→ **Working data**:

————————

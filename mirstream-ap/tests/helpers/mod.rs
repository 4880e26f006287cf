//! Test helpers for mirstream-ap integration tests
//!
//! - Audio fixtures (WAV files, in-memory signals)
//! - Sessions wired to deviceless sinks

#![allow(dead_code)]

pub mod audio_generator;

pub use audio_generator::{generate_silent_wav, generate_sine_wav, sine_samples};

use mirstream_ap::audio::{AudioSource, ClockedOutput, OutputSink, RenderCallback, SinkFactory};
use mirstream_ap::playback::{Session, SessionOptions, TailPolicy};
use mirstream_common::EventBus;
use std::sync::Arc;
use std::time::Duration;

pub const TEST_SAMPLE_RATE: u32 = 44100;

/// Free-running clocked sink: plays the buffer as fast as possible
pub fn fast_sink(period_frames: usize) -> SinkFactory {
    Box::new(move || -> mirstream_ap::Result<Box<dyn OutputSink>> {
        Ok(Box::new(ClockedOutput::new(TEST_SAMPLE_RATE, 2, period_frames, false)))
    })
}

/// Real-time clocked sink: plays at the nominal rate
pub fn realtime_sink(period_frames: usize) -> SinkFactory {
    Box::new(move || -> mirstream_ap::Result<Box<dyn OutputSink>> {
        Ok(Box::new(ClockedOutput::new(TEST_SAMPLE_RATE, 2, period_frames, true)))
    })
}

/// Sink that accepts a stream but never invokes the callback
pub struct SilentSink {
    render: Option<RenderCallback>,
}

impl OutputSink for SilentSink {
    fn start(&mut self, render: RenderCallback) -> mirstream_ap::Result<()> {
        self.render = Some(render);
        Ok(())
    }

    fn stop(&mut self) -> mirstream_ap::Result<()> {
        self.render = None;
        Ok(())
    }

    fn device_name(&self) -> String {
        "silent".to_string()
    }

    fn sample_rate(&self) -> u32 {
        TEST_SAMPLE_RATE
    }

    fn channels(&self) -> u16 {
        2
    }
}

pub fn silent_sink() -> SinkFactory {
    Box::new(|| -> mirstream_ap::Result<Box<dyn OutputSink>> {
        Ok(Box::new(SilentSink { render: None }))
    })
}

pub fn failing_sink() -> SinkFactory {
    Box::new(|| -> mirstream_ap::Result<Box<dyn OutputSink>> {
        Err(mirstream_ap::Error::AudioOutput("No default output device found".to_string()))
    })
}

/// Options with short timeouts so tests finish quickly
pub fn test_options(tail_policy: TailPolicy) -> SessionOptions {
    SessionOptions {
        tail_policy,
        dequeue_timeout: Duration::from_millis(20),
        poll_interval: Duration::from_millis(5),
        ..SessionOptions::default()
    }
}

/// Session over in-memory samples
pub fn session_for(
    samples: Vec<f32>,
    block_size: usize,
    sink: SinkFactory,
    options: SessionOptions,
) -> (Arc<Session>, Arc<EventBus>) {
    let source = AudioSource::from_samples(samples, TEST_SAMPLE_RATE, block_size)
        .expect("valid source");
    let events = Arc::new(EventBus::new(4096));
    let session = Arc::new(Session::new(source, sink, Arc::clone(&events), options));
    (session, events)
}

/// Run a session to natural completion on a free-running sink
pub fn run_to_completion(
    samples: Vec<f32>,
    block_size: usize,
    tail_policy: TailPolicy,
) -> Arc<Session> {
    let (session, _) = session_for(samples, block_size, fast_sink(256), test_options(tail_policy));
    session.start().expect("session starts");
    session.join().expect("session joins");
    session
}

————————

→ **What you will do**: Out of the entries, pull every line that mentions "usize".

→ **Problem solution**:
pub fn fast_sink(period_frames: usize) -> SinkFactory {
pub fn realtime_sink(period_frames: usize) -> SinkFactory {
    block_size: usize,
    block_size: usize,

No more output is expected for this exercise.